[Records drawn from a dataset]
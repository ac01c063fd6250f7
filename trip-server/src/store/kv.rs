//! Key-value stores.

use std::collections::HashMap;
use std::io::ErrorKind;
use std::path::PathBuf;
use std::sync::RwLock;

use super::error::StoreError;

/// A string key-value store.
pub trait KeyValueStore: Send + Sync {
    /// The value under `key`, if any.
    fn get(&self, key: &str) -> Result<Option<String>, StoreError>;

    /// Store `value` under `key`, replacing any previous value.
    fn set(&self, key: &str, value: &str) -> Result<(), StoreError>;

    /// Remove `key`. Removing a missing key is not an error.
    fn remove(&self, key: &str) -> Result<(), StoreError>;
}

impl<S: KeyValueStore + ?Sized> KeyValueStore for Box<S> {
    fn get(&self, key: &str) -> Result<Option<String>, StoreError> {
        (**self).get(key)
    }

    fn set(&self, key: &str, value: &str) -> Result<(), StoreError> {
        (**self).set(key, value)
    }

    fn remove(&self, key: &str) -> Result<(), StoreError> {
        (**self).remove(key)
    }
}

impl<S: KeyValueStore + ?Sized> KeyValueStore for &S {
    fn get(&self, key: &str) -> Result<Option<String>, StoreError> {
        (**self).get(key)
    }

    fn set(&self, key: &str, value: &str) -> Result<(), StoreError> {
        (**self).set(key, value)
    }

    fn remove(&self, key: &str) -> Result<(), StoreError> {
        (**self).remove(key)
    }
}

/// In-process store. Contents are lost on restart.
#[derive(Debug, Default)]
pub struct MemoryStore {
    entries: RwLock<HashMap<String, String>>,
}

impl MemoryStore {
    pub fn new() -> Self {
        Self::default()
    }
}

impl KeyValueStore for MemoryStore {
    fn get(&self, key: &str) -> Result<Option<String>, StoreError> {
        let entries = self.entries.read().map_err(|_| StoreError::Poisoned)?;
        Ok(entries.get(key).cloned())
    }

    fn set(&self, key: &str, value: &str) -> Result<(), StoreError> {
        let mut entries = self.entries.write().map_err(|_| StoreError::Poisoned)?;
        entries.insert(key.to_string(), value.to_string());
        Ok(())
    }

    fn remove(&self, key: &str) -> Result<(), StoreError> {
        let mut entries = self.entries.write().map_err(|_| StoreError::Poisoned)?;
        entries.remove(key);
        Ok(())
    }
}

/// Store with one file per key under a directory.
///
/// The directory is created on first write.
#[derive(Debug, Clone)]
pub struct FileStore {
    dir: PathBuf,
}

impl FileStore {
    pub fn new(dir: impl Into<PathBuf>) -> Self {
        Self { dir: dir.into() }
    }

    /// Keys are restricted to ASCII letters, digits, `-` and `_`.
    fn path(&self, key: &str) -> Result<PathBuf, StoreError> {
        let valid = !key.is_empty()
            && key
                .chars()
                .all(|c| c.is_ascii_alphanumeric() || c == '-' || c == '_');
        if !valid {
            return Err(StoreError::InvalidKey(key.to_string()));
        }
        Ok(self.dir.join(format!("{key}.json")))
    }
}

impl KeyValueStore for FileStore {
    fn get(&self, key: &str) -> Result<Option<String>, StoreError> {
        match std::fs::read_to_string(self.path(key)?) {
            Ok(value) => Ok(Some(value)),
            Err(e) if e.kind() == ErrorKind::NotFound => Ok(None),
            Err(e) => Err(e.into()),
        }
    }

    fn set(&self, key: &str, value: &str) -> Result<(), StoreError> {
        let path = self.path(key)?;
        std::fs::create_dir_all(&self.dir)?;
        std::fs::write(path, value)?;
        Ok(())
    }

    fn remove(&self, key: &str) -> Result<(), StoreError> {
        match std::fs::remove_file(self.path(key)?) {
            Ok(()) => Ok(()),
            Err(e) if e.kind() == ErrorKind::NotFound => Ok(()),
            Err(e) => Err(e.into()),
        }
    }
}
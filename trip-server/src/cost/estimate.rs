//! Trip cost breakdown.

use serde::Serialize;

use crate::domain::{RouteOption, StepDetails};

use super::error::CostError;
use super::rates::CostRates;

#[derive(Debug, Clone, Default, PartialEq, Eq, Serialize)]
pub struct TransportationCost {
    pub bus: u64,
    pub subway: u64,
    pub train: u64,
    pub taxi: u64,
    pub total: u64,
}

#[derive(Debug, Clone, PartialEq, Eq, Serialize)]
pub struct FoodCost {
    pub breakfast: u64,
    pub lunch: u64,
    pub dinner: u64,
    pub snacks: u64,
    pub total: u64,
}

#[derive(Debug, Clone, PartialEq, Eq, Serialize)]
pub struct ActivitiesCost {
    pub admission: u64,
    pub experiences: u64,
    pub souvenirs: u64,
    pub total: u64,
}

#[derive(Debug, Clone, PartialEq, Eq, Serialize)]
#[serde(rename_all = "camelCase")]
pub struct AccommodationCost {
    pub nights: u32,
    pub price_per_night: u32,
    pub total: u64,
}

/// Estimated cost of a whole trip, in won.
#[derive(Debug, Clone, PartialEq, Eq, Serialize)]
pub struct CostBreakdown {
    pub transportation: TransportationCost,
    pub food: FoodCost,
    pub activities: ActivitiesCost,
    /// Absent for day trips
    #[serde(skip_serializing_if = "Option::is_none")]
    pub accommodation: Option<AccommodationCost>,
    pub total: u64,
}

/// Sum of the fares of every transit step for one traveller.
pub fn route_fare(option: &RouteOption) -> u64 {
    option
        .steps
        .iter()
        .filter_map(|step| step.details.fare())
        .map(u64::from)
        .sum()
}

/// Estimate the cost of taking `option` with `participants` people for `days` days.
pub fn estimate_cost(
    option: &RouteOption,
    participants: u32,
    days: u32,
    rates: &CostRates,
) -> Result<CostBreakdown, CostError> {
    if participants == 0 {
        return Err(CostError::InvalidParty);
    }
    if days == 0 {
        return Err(CostError::InvalidDuration);
    }

    let people = u64::from(participants);
    let person_days = people * u64::from(days);

    let transportation = transportation(option, people);

    let per_day = |rate: u32| u64::from(rate) * person_days;
    let food = FoodCost {
        breakfast: per_day(rates.breakfast),
        lunch: per_day(rates.lunch),
        dinner: per_day(rates.dinner),
        snacks: per_day(rates.snacks),
        total: rates.food_per_person_day() * person_days,
    };

    let per_person = |rate: u32| u64::from(rate) * people;
    let activities = ActivitiesCost {
        admission: per_person(rates.admission),
        experiences: per_person(rates.experiences),
        souvenirs: per_person(rates.souvenirs),
        total: rates.activities_per_person() * people,
    };

    let accommodation = (days > 1).then(|| {
        let nights = days - 1;
        AccommodationCost {
            nights,
            price_per_night: rates.accommodation_per_night,
            total: u64::from(rates.accommodation_per_night) * u64::from(nights),
        }
    });

    let total = transportation.total
        + food.total
        + activities.total
        + accommodation.as_ref().map_or(0, |a| a.total);

    Ok(CostBreakdown {
        transportation,
        food,
        activities,
        accommodation,
        total,
    })
}

fn transportation(option: &RouteOption, people: u64) -> TransportationCost {
    let mut cost = TransportationCost::default();
    for step in &option.steps {
        let fare = u64::from(step.details.fare().unwrap_or(0)) * people;
        match step.details {
            StepDetails::Bus { .. } => cost.bus += fare,
            StepDetails::Subway { .. } => cost.subway += fare,
            StepDetails::Train { .. } => cost.train += fare,
            StepDetails::Walk { .. } => {}
        }
    }
    cost.total = route_fare(option) * people;
    cost
}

• [Description of the task] An exact copy of every line above is what this asks for.

• [Reply]
repository ac01c063fd6250f7
filename trip-server/src/store/kv.rs
//! Key-value stores.

use std::collections::HashMap;
use std::io::ErrorKind;
use std::path::PathBuf;
use std::sync::RwLock;

use super::error::StoreError;

/// A string key-value store.
pub trait KeyValueStore: Send + Sync {
    /// The value under `key`, if any.
    fn get(&self, key: &str) -> Result<Option<String>, StoreError>;

    /// Store `value` under `key`, replacing any previous value.
    fn set(&self, key: &str, value: &str) -> Result<(), StoreError>;

    /// Remove `key`. Removing a missing key is not an error.
    fn remove(&self, key: &str) -> Result<(), StoreError>;
}

impl<S: KeyValueStore + ?Sized> KeyValueStore for Box<S> {
    fn get(&self, key: &str) -> Result<Option<String>, StoreError> {
        (**self).get(key)
    }

    fn set(&self, key: &str, value: &str) -> Result<(), StoreError> {
        (**self).set(key, value)
    }

    fn remove(&self, key: &str) -> Result<(), StoreError> {
        (**self).remove(key)
    }
}

impl<S: KeyValueStore + ?Sized> KeyValueStore for &S {
    fn get(&self, key: &str) -> Result<Option<String>, StoreError> {
        (**self).get(key)
    }

    fn set(&self, key: &str, value: &str) -> Result<(), StoreError> {
        (**self).set(key, value)
    }

    fn remove(&self, key: &str) -> Result<(), StoreError> {
        (**self).remove(key)
    }
}

/// In-process store. Contents are lost on restart.
#[derive(Debug, Default)]
pub struct MemoryStore {
    entries: RwLock<HashMap<String, String>>,
}

impl MemoryStore {
    pub fn new() -> Self {
        Self::default()
    }
}

impl KeyValueStore for MemoryStore {
    fn get(&self, key: &str) -> Result<Option<String>, StoreError> {
        let entries = self.entries.read().map_err(|_| StoreError::Poisoned)?;
        Ok(entries.get(key).cloned())
    }

    fn set(&self, key: &str, value: &str) -> Result<(), StoreError> {
        let mut entries = self.entries.write().map_err(|_| StoreError::Poisoned)?;
        entries.insert(key.to_string(), value.to_string());
        Ok(())
    }

    fn remove(&self, key: &str) -> Result<(), StoreError> {
        let mut entries = self.entries.write().map_err(|_| StoreError::Poisoned)?;
        entries.remove(key);
        Ok(())
    }
}

/// Store with one file per key under a directory.
///
/// The directory is created on first write.
#[derive(Debug, Clone)]
pub struct FileStore {
    dir: PathBuf,
}

impl FileStore {
    pub fn new(dir: impl Into<PathBuf>) -> Self {
        Self { dir: dir.into() }
    }

    /// Keys are restricted to ASCII letters, digits, `-` and `_`.
    fn path(&self, key: &str) -> Result<PathBuf, StoreError> {
        let valid = !key.is_empty()
            && key
                .chars()
                .all(|c| c.is_ascii_alphanumeric() || c == '-' || c == '_');
        if !valid {
            return Err(StoreError::InvalidKey(key.to_string()));
        }
        Ok(self.dir.join(format!("{key}.json")))
    }
}

impl KeyValueStore for FileStore {
    fn get(&self, key: &str) -> Result<Option<String>, StoreError> {
        match std::fs::read_to_string(self.path(key)?) {
            Ok(value) => Ok(Some(value)),
            Err(e) if e.kind() == ErrorKind::NotFound => Ok(None),
            Err(e) => Err(e.into()),
        }
    }

    fn set(&self, key: &str, value: &str) -> Result<(), StoreError> {
        let path = self.path(key)?;
        std::fs::create_dir_all(&self.dir)?;
        std::fs::write(path, value)?;
        Ok(())
    }

    fn remove(&self, key: &str) -> Result<(), StoreError> {
        match std::fs::remove_file(self.path(key)?) {
            Ok(()) => Ok(()),
            Err(e) if e.kind() == ErrorKind::NotFound => Ok(()),
            Err(e) => Err(e.into()),
        }
    }
}
filename trip-server/src/cost/estimate.rs
//! Trip cost breakdown.

use serde::Serialize;

use crate::domain::{RouteOption, StepDetails};

use super::error::CostError;
use super::rates::CostRates;

#[derive(Debug, Clone, Default, PartialEq, Eq, Serialize)]
pub struct TransportationCost {
    pub bus: u64,
    pub subway: u64,
    pub train: u64,
    pub taxi: u64,
    pub total: u64,
}

#[derive(Debug, Clone, PartialEq, Eq, Serialize)]
pub struct FoodCost {
    pub breakfast: u64,
    pub lunch: u64,
    pub dinner: u64,
    pub snacks: u64,
    pub total: u64,
}

#[derive(Debug, Clone, PartialEq, Eq, Serialize)]
pub struct ActivitiesCost {
    pub admission: u64,
    pub experiences: u64,
    pub souvenirs: u64,
    pub total: u64,
}

#[derive(Debug, Clone, PartialEq, Eq, Serialize)]
#[serde(rename_all = "camelCase")]
pub struct AccommodationCost {
    pub nights: u32,
    pub price_per_night: u32,
    pub total: u64,
}

/// Estimated cost of a whole trip, in won.
#[derive(Debug, Clone, PartialEq, Eq, Serialize)]
pub struct CostBreakdown {
    pub transportation: TransportationCost,
    pub food: FoodCost,
    pub activities: ActivitiesCost,
    /// Absent for day trips
    #[serde(skip_serializing_if = "Option::is_none")]
    pub accommodation: Option<AccommodationCost>,
    pub total: u64,
}

/// Sum of the fares of every transit step for one traveller.
pub fn route_fare(option: &RouteOption) -> u64 {
    option
        .steps
        .iter()
        .filter_map(|step| step.details.fare())
        .map(u64::from)
        .sum()
}

/// Estimate the cost of taking `option` with `participants` people for `days` days.
pub fn estimate_cost(
    option: &RouteOption,
    participants: u32,
    days: u32,
    rates: &CostRates,
) -> Result<CostBreakdown, CostError> {
    if participants == 0 {
        return Err(CostError::InvalidParty);
    }
    if days == 0 {
        return Err(CostError::InvalidDuration);
    }

    let people = u64::from(participants);
    let person_days = people * u64::from(days);

    let transportation = transportation(option, people);

    let per_day = |rate: u32| u64::from(rate) * person_days;
    let food = FoodCost {
        breakfast: per_day(rates.breakfast),
        lunch: per_day(rates.lunch),
        dinner: per_day(rates.dinner),
        snacks: per_day(rates.snacks),
        total: rates.food_per_person_day() * person_days,
    };

    let per_person = |rate: u32| u64::from(rate) * people;
    let activities = ActivitiesCost {
        admission: per_person(rates.admission),
        experiences: per_person(rates.experiences),
        souvenirs: per_person(rates.souvenirs),
        total: rates.activities_per_person() * people,
    };

    let accommodation = (days > 1).then(|| {
        let nights = days - 1;
        AccommodationCost {
            nights,
            price_per_night: rates.accommodation_per_night,
            total: u64::from(rates.accommodation_per_night) * u64::from(nights),
        }
    });

    let total = transportation.total
        + food.total
        + activities.total
        + accommodation.as_ref().map_or(0, |a| a.total);

    Ok(CostBreakdown {
        transportation,
        food,
        activities,
        accommodation,
        total,
    })
}

fn transportation(option: &RouteOption, people: u64) -> TransportationCost {
    let mut cost = TransportationCost::default();
    for step in &option.steps {
        let fare = u64::from(step.details.fare().unwrap_or(0)) * people;
        match step.details {
            StepDetails::Bus { .. } => cost.bus += fare,
            StepDetails::Subway { .. } => cost.subway += fare,
            StepDetails::Train { .. } => cost.train += fare,
            StepDetails::Walk { .. } => {}
        }
    }
    cost.total = route_fare(option) * people;
    cost
}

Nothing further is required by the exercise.